To tell you why I pursued a Master of Business Administration, or MBA, I must first tell you why I chose my undergraduate major, meaning I must be honest with myself about two things:
1) I do not like making decisions (but have gotten much better over the years)
2) I like to be a little different
I like to tell people that I chose to major in Spanish because I couldn’t decide between Business and Education. Although that was a part of the decision, I truly did enjoy the classes and felt that my language skills gave me a broader worldview and a competitive edge. I minored in Business Communication because I wanted some business skills and classes on my resume to help me get my first job. I enjoyed those classes as well, and I liked the fact that business students thought my Spanish skills were cool (if only I had continued practicing!). I worked part-time during school and held multiple jobs during summer breaks. My education, combined with work experience and on-campus activities, helped me get my first full time job with a retail bank as an assistant branch manager. I felt lucky to get this opportunity without an extensive business background and worked hard to prove myself. Within a year, I was promoted to branch manager of a brand new location. I knew I was gaining valuable experience, but also had some concerns- opportunities to grow within the company were limited, the retail schedule was difficult for me, and I didn’t feel I was gaining enough banking skills to advance in a more traditional bank setting.

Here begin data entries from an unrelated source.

//! Sliding-window spike detection
//!
//! Detects spikes by keeping the most recent `N` samples of one
//! (share, metric) series and flagging values whose z-score against the
//! window exceeds a fixed threshold.

use std::collections::VecDeque;
use thiserror::Error;
use tracing::warn;

/// Default window capacity (20 samples, one per poll)
pub const DEFAULT_WINDOW_SIZE: usize = 20;

/// Default z-score threshold (3 sigma)
///
/// Earlier deployments of this monitor disagreed on the cutoff (3.0 in the
/// detector, 0.5 in an experimental build). 3.0 is kept as the default and
/// the value is operator-tunable through configuration.
///
/// No threshold suppresses spikes on a flat window: its z-score is
/// infinite for any change, so an idle share reading 0 is flagged on its
/// first non-zero sample.
pub const DEFAULT_THRESHOLD: f64 = 3.0;

/// Failure to compute window statistics
#[derive(Debug, Error, PartialEq)]
pub enum StatsError {
    #[error("need at least 2 samples for a standard deviation, have {0}")]
    InsufficientSamples(usize),

    #[error("window contains non-finite values")]
    NonFinite,
}

/// Mean and sample standard deviation of a window
#[derive(Debug, Clone, Copy, PartialEq)]
pub struct WindowStats {
    pub mean: f64,
    pub std_dev: f64,
    pub count: usize,
}

impl WindowStats {
    /// Compute statistics over `samples` using the two-pass algorithm
    /// with Bessel's correction (sample standard deviation)
    pub fn compute<'a, I>(samples: I) -> Result<Self, StatsError>
    where
        I: IntoIterator<Item = &'a f64>,
        I::IntoIter: Clone,
    {
        let iter = samples.into_iter();
        let count = iter.clone().count();

        if count < 2 {
            return Err(StatsError::InsufficientSamples(count));
        }

        let mean = iter.clone().sum::<f64>() / count as f64;
        let variance = iter.map(|v| (v - mean).powi(2)).sum::<f64>() / (count - 1) as f64;
        let std_dev = variance.sqrt();

        if !mean.is_finite() || !std_dev.is_finite() {
            return Err(StatsError::NonFinite);
        }

        Ok(Self {
            mean,
            std_dev,
            count,
        })
    }

    /// Absolute z-score of `value` against these statistics
    ///
    /// A flat window (zero spread) yields 0 for a value equal to the mean
    /// and infinity for any other value.
    pub fn z_score(&self, value: f64) -> f64 {
        let deviation = (value - self.mean).abs();
        if self.std_dev > 0.0 {
            deviation / self.std_dev
        } else if deviation == 0.0 {
            0.0
        } else {
            f64::INFINITY
        }
    }
}

/// Details of a detected spike
#[derive(Debug, Clone, PartialEq)]
pub struct SpikeAnomaly {
    /// Observed value that triggered the spike
    pub value: f64,
    /// Window mean before the value was added
    pub expected: f64,
    /// Absolute z-score of the value
    pub z_score: f64,
    /// Window standard deviation before the value was added
    pub std_dev: f64,
    /// Threshold that was exceeded
    pub threshold: f64,
}

/// Windowed z-score detector for one (share, metric) series
#[derive(Debug, Clone)]
pub struct ZScoreDetector {
    window: VecDeque<f64>,
    capacity: usize,
    threshold: f64,
}

impl ZScoreDetector {
    /// Create a detector holding up to `capacity` samples (at least 1)
    pub fn new(capacity: usize) -> Self {
        let capacity = capacity.max(1);
        Self {
            window: VecDeque::with_capacity(capacity),
            capacity,
            threshold: DEFAULT_THRESHOLD,
        }
    }

    /// Set the z-score threshold
    pub fn with_threshold(mut self, threshold: f64) -> Self {
        self.threshold = threshold;
        self
    }

    /// Add a sample and report whether it is a spike
    pub fn add(&mut self, value: f64) -> bool {
        self.observe(value).is_some()
    }

    /// Add a sample, returning spike details when it exceeds the threshold
    ///
    /// Returns `None` during warm-up (window not yet full), when window
    /// statistics cannot be computed, and for normal samples. Once the
    /// window is full the value always replaces the oldest sample, spike
    /// or not.
    pub fn observe(&mut self, value: f64) -> Option<SpikeAnomaly> {
        if self.window.len() < self.capacity {
            self.window.push_back(value);
            return None;
        }

        let anomaly = match WindowStats::compute(&self.window) {
            Ok(stats) => {
                let z_score = stats.z_score(value);
                (z_score > self.threshold).then(|| SpikeAnomaly {
                    value,
                    expected: stats.mean,
                    z_score,
                    std_dev: stats.std_dev,
                    threshold: self.threshold,
                })
            }
            Err(e) => {
                warn!(error = %e, "Could not compute window statistics");
                None
            }
        };

        self.slide(value);
        anomaly
    }

    fn slide(&mut self, value: f64) {
        self.window.pop_front();
        self.window.push_back(value);
    }

    /// Number of samples currently held
    pub fn len(&self) -> usize {
        self.window.len()
    }

    pub fn is_empty(&self) -> bool {
        self.window.is_empty()
    }

    pub fn capacity(&self) -> usize {
        self.capacity
    }

    pub fn threshold(&self) -> f64 {
        self.threshold
    }

    /// Whether the warm-up phase is over
    pub fn is_warm(&self) -> bool {
        self.window.len() >= self.capacity
    }

    /// Samples in the window, oldest first
    pub fn samples(&self) -> impl Iterator<Item = f64> + '_ {
        self.window.iter().copied()
    }
}

impl Default for ZScoreDetector {
    fn default() -> Self {
        Self::new(DEFAULT_WINDOW_SIZE)
    }
}
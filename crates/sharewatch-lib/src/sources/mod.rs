//! External metric and inventory providers
//!
//! The monitor only talks to the outside world through the
//! [`MetricsSource`] and [`InventorySource`] traits, so the core can be
//! driven by deterministic fakes in tests.

mod azure;

pub use azure::{AzureClientConfig, AzureFileShares, AzureMonitorMetrics, METRICS_LOOKBACK};

use crate::models::{DimensionFilter, MetricKind, MetricSample, ShareQuota};
use thiserror::Error;

pub use async_trait::async_trait;

/// Errors from the metrics provider
#[derive(Debug, Error)]
pub enum MetricsError {
    #[error("no data points for {metric} in the lookback window")]
    NoData { metric: String },

    #[error("metrics request failed: {0}")]
    Request(#[from] reqwest::Error),

    #[error("metrics provider returned {status}: {body}")]
    Status { status: u16, body: String },

    #[error("invalid metrics resource path: {0}")]
    InvalidResource(String),

    #[error("metrics source not configured: {0}")]
    NotConfigured(String),
}

/// Errors from the inventory provider
#[derive(Debug, Error)]
pub enum InventoryError {
    #[error("inventory request failed: {0}")]
    Request(#[from] reqwest::Error),

    #[error("inventory provider returned {status}: {body}")]
    Status { status: u16, body: String },

    #[error("invalid inventory resource path: {0}")]
    InvalidResource(String),

    #[error("inventory source not configured: {0}")]
    NotConfigured(String),
}

/// Provider of the latest performance counter values
#[async_trait]
pub trait MetricsSource: Send + Sync {
    /// Fetch the most recent value of `metric` for the resource, narrowed
    /// by `filter`
    async fn get_metric(
        &self,
        resource_id: &str,
        metric: MetricKind,
        filter: &DimensionFilter,
    ) -> Result<MetricSample, MetricsError>;
}

/// Provider of the share inventory
#[async_trait]
pub trait InventorySource: Send + Sync {
    /// List every share with its provisioned quota
    async fn list(&self) -> Result<Vec<ShareQuota>, InventoryError>;
}

/// Placeholder used when no inventory credentials are configured
///
/// Every listing fails, which the API reports as a 500.
#[derive(Debug, Clone)]
pub struct UnconfiguredInventory {
    reason: String,
}

impl UnconfiguredInventory {
    pub fn new(reason: impl Into<String>) -> Self {
        Self {
            reason: reason.into(),
        }
    }
}

#[async_trait]
impl InventorySource for UnconfiguredInventory {
    async fn list(&self) -> Result<Vec<ShareQuota>, InventoryError> {
        Err(InventoryError::NotConfigured(self.reason.clone()))
    }
}

/// Placeholder used when no metrics credentials are configured
#[derive(Debug, Clone)]
pub struct UnconfiguredMetrics {
    reason: String,
}

impl UnconfiguredMetrics {
    pub fn new(reason: impl Into<String>) -> Self {
        Self {
            reason: reason.into(),
        }
    }
}

#[async_trait]
impl MetricsSource for UnconfiguredMetrics {
    async fn get_metric(
        &self,
        _resource_id: &str,
        _metric: MetricKind,
        _filter: &DimensionFilter,
    ) -> Result<MetricSample, MetricsError> {
        Err(MetricsError::NotConfigured(self.reason.clone()))
    }
}
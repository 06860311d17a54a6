//! Share monitor daemon
//!
//! Polls performance counters for the configured file shares, flags
//! statistical spikes and serves the inventory and active alerts over an
//! HTTP JSON API.

use anyhow::{Context, Result};
use sharewatch_lib::{
    api::{self, AppState},
    health::{components, HealthRegistry},
    sources::{
        AzureClientConfig, AzureFileShares, AzureMonitorMetrics, InventorySource, MetricsSource,
        UnconfiguredInventory, UnconfiguredMetrics,
    },
    AlertRegistry, InventoryView, MonitorMetrics, PollerBuilder, StructuredLogger,
};
use std::sync::Arc;
use tokio::sync::broadcast;
use tracing::{info, warn};
use tracing_subscriber::{fmt, prelude::*, EnvFilter};

mod config;

const MONITOR_VERSION: &str = env!("CARGO_PKG_VERSION");

/// Build the metrics and inventory providers, falling back to
/// placeholders that always fail when credentials are missing
fn build_sources(
    config: &config::MonitorConfig,
) -> Result<(Arc<dyn MetricsSource>, Arc<dyn InventorySource>)> {
    let Some(token) = config.token() else {
        warn!("No access token configured; metrics and inventory are unavailable");
        return Ok((
            Arc::new(UnconfiguredMetrics::new("SHAREWATCH_ACCESS_TOKEN is not set")),
            Arc::new(UnconfiguredInventory::new("SHAREWATCH_ACCESS_TOKEN is not set")),
        ));
    };

    let azure = AzureClientConfig::new(token).with_endpoint(config.management_endpoint.clone());
    let metrics: Arc<dyn MetricsSource> =
        Arc::new(AzureMonitorMetrics::new(&azure).context("Failed to create metrics client")?);

    let inventory: Arc<dyn InventorySource> = match &config.file_service_id {
        Some(id) => Arc::new(
            AzureFileShares::new(&azure, id.clone()).context("Failed to create inventory client")?,
        ),
        None => {
            warn!("No file service ID configured; share listing is unavailable");
            Arc::new(UnconfiguredInventory::new(
                "SHAREWATCH_FILE_SERVICE_ID is not set",
            ))
        }
    };

    Ok((metrics, inventory))
}

#[tokio::main]
async fn main() -> Result<()> {
    // Initialize tracing with JSON output and env filter
    tracing_subscriber::registry()
        .with(EnvFilter::try_from_default_env().unwrap_or_else(|_| EnvFilter::new("info")))
        .with(fmt::layer().json())
        .init();

    info!("Starting sharewatch");

    let config = config::MonitorConfig::load()?;
    let targets = config.targets();
    info!(
        shares = targets.len(),
        api_port = config.api_port,
        threshold = config.anomaly_threshold,
        "Monitor configured"
    );

    let health_registry = HealthRegistry::new();
    health_registry.register(components::POLLER).await;
    health_registry.register(components::METRICS_SOURCE).await;

    let metrics = MonitorMetrics::new();
    let logger = StructuredLogger::new(
        std::env::var("HOSTNAME").unwrap_or_else(|_| "sharewatch".to_string()),
    );
    logger.log_startup(MONITOR_VERSION, targets.len());

    let registry = Arc::new(AlertRegistry::with_retention(config.alert_retention()));
    let (metrics_source, inventory_source) = build_sources(&config)?;

    let (shutdown_tx, _) = broadcast::channel::<()>(1);

    let poller_handle = if config.token().is_some() {
        let poller = PollerBuilder::new()
            .metrics_source(metrics_source.clone())
            .registry(registry.clone())
            .targets(targets.clone())
            .interval(config.poller_config().interval)
            .window_size(config.window_size)
            .threshold(config.anomaly_threshold)
            .health(health_registry.clone())
            .logger(logger.clone())
            .build()?;
        Some(tokio::spawn(poller.run(shutdown_tx.subscribe())))
    } else {
        health_registry
            .set_degraded(components::POLLER, "No access token configured")
            .await;
        logger.log_poller_exit("no access token configured");
        None
    };

    let inventory = InventoryView::new(inventory_source, metrics_source, targets);
    let app_state = Arc::new(AppState::new(
        registry,
        inventory,
        health_registry.clone(),
        metrics,
    ));

    health_registry.set_ready(true).await;

    let api_handle = tokio::spawn(api::serve(config.api_port, app_state));

    tokio::select! {
        result = api_handle => {
            // The listener only returns on failure; that is fatal
            let _ = shutdown_tx.send(());
            return match result {
                Ok(Ok(())) => Ok(()),
                Ok(Err(e)) => Err(e.context("API server failed")),
                Err(e) => Err(anyhow::Error::new(e).context("API server task panicked")),
            };
        }
        signal = tokio::signal::ctrl_c() => {
            signal?;
            logger.log_shutdown("SIGINT received");
        }
    }

    let _ = shutdown_tx.send(());
    if let Some(handle) = poller_handle {
        let _ = handle.await;
    }
    info!("Shutting down");

    Ok(())
}
//! Polling of share performance counters
//!
//! Drives one anomaly detector per (share, metric) pair from the metrics
//! provider on a fixed cadence and records detected spikes.

mod r#loop;

pub use r#loop::{alert_message, CycleResults, Poller, PollerBuilder, PollerConfig};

I decided to pursue an MBA to become more competitive in the business industry. The program I chose at Mississippi State University accepted students with a variety of backgrounds and degrees. Due to my previous work experience, I felt more prepared for the courses in the program, and I fully understand why some MBA programs have a work experience requirement. I took classes in marketing, management, human resources, accounting and more. In group projects, we worked with real-world clients to develop marketing plans and create business feasibility studies. Unfortunately, I had the job of telling a client that, after a semester of study and research, we recommend he no longer pursue his product idea because he may face legal recourse from the patent office. On the other hand, I also worked with a client on a product that is now available in Walmart. I benefited from these experiences because they helped to build the confidence I would need to excel in the business field.
When done correctly, an MBA sets a candidate apart in the workforce. The benefits gained from the variety of courses prepare a non-business student to be immediately effective in the workplace, especially when combined with skills and other work experience. When students are not serious about the MBA program, they do not reap its full benefits. The classes are meant to add on to basic knowledge of how businesses operate. Whether it’s getting along with co-workers or handling logistical snafus, the MBA program utilizes discussion to learn from others’ experiences. As a non-business major, the MBA allowed me to gain high-level business knowledge that would have taken years of “real-world” experience to gain. I improved my critical thinking and research skills, and learned to utilize the various strengths of a diverse team.
In my opinion, an MBA does not give new graduates the ability to skip entry-level positions, but it does offer professionals the abilities and skills to move forward in their careers at a faster pace and gives flexibility to change or transition careers. MBA programs are rigorous, the classes are diverse, and the projects are real-world scenarios. Pursuing an MBA is a great choice for those looking to quickly move up in their field or increase their career mobility.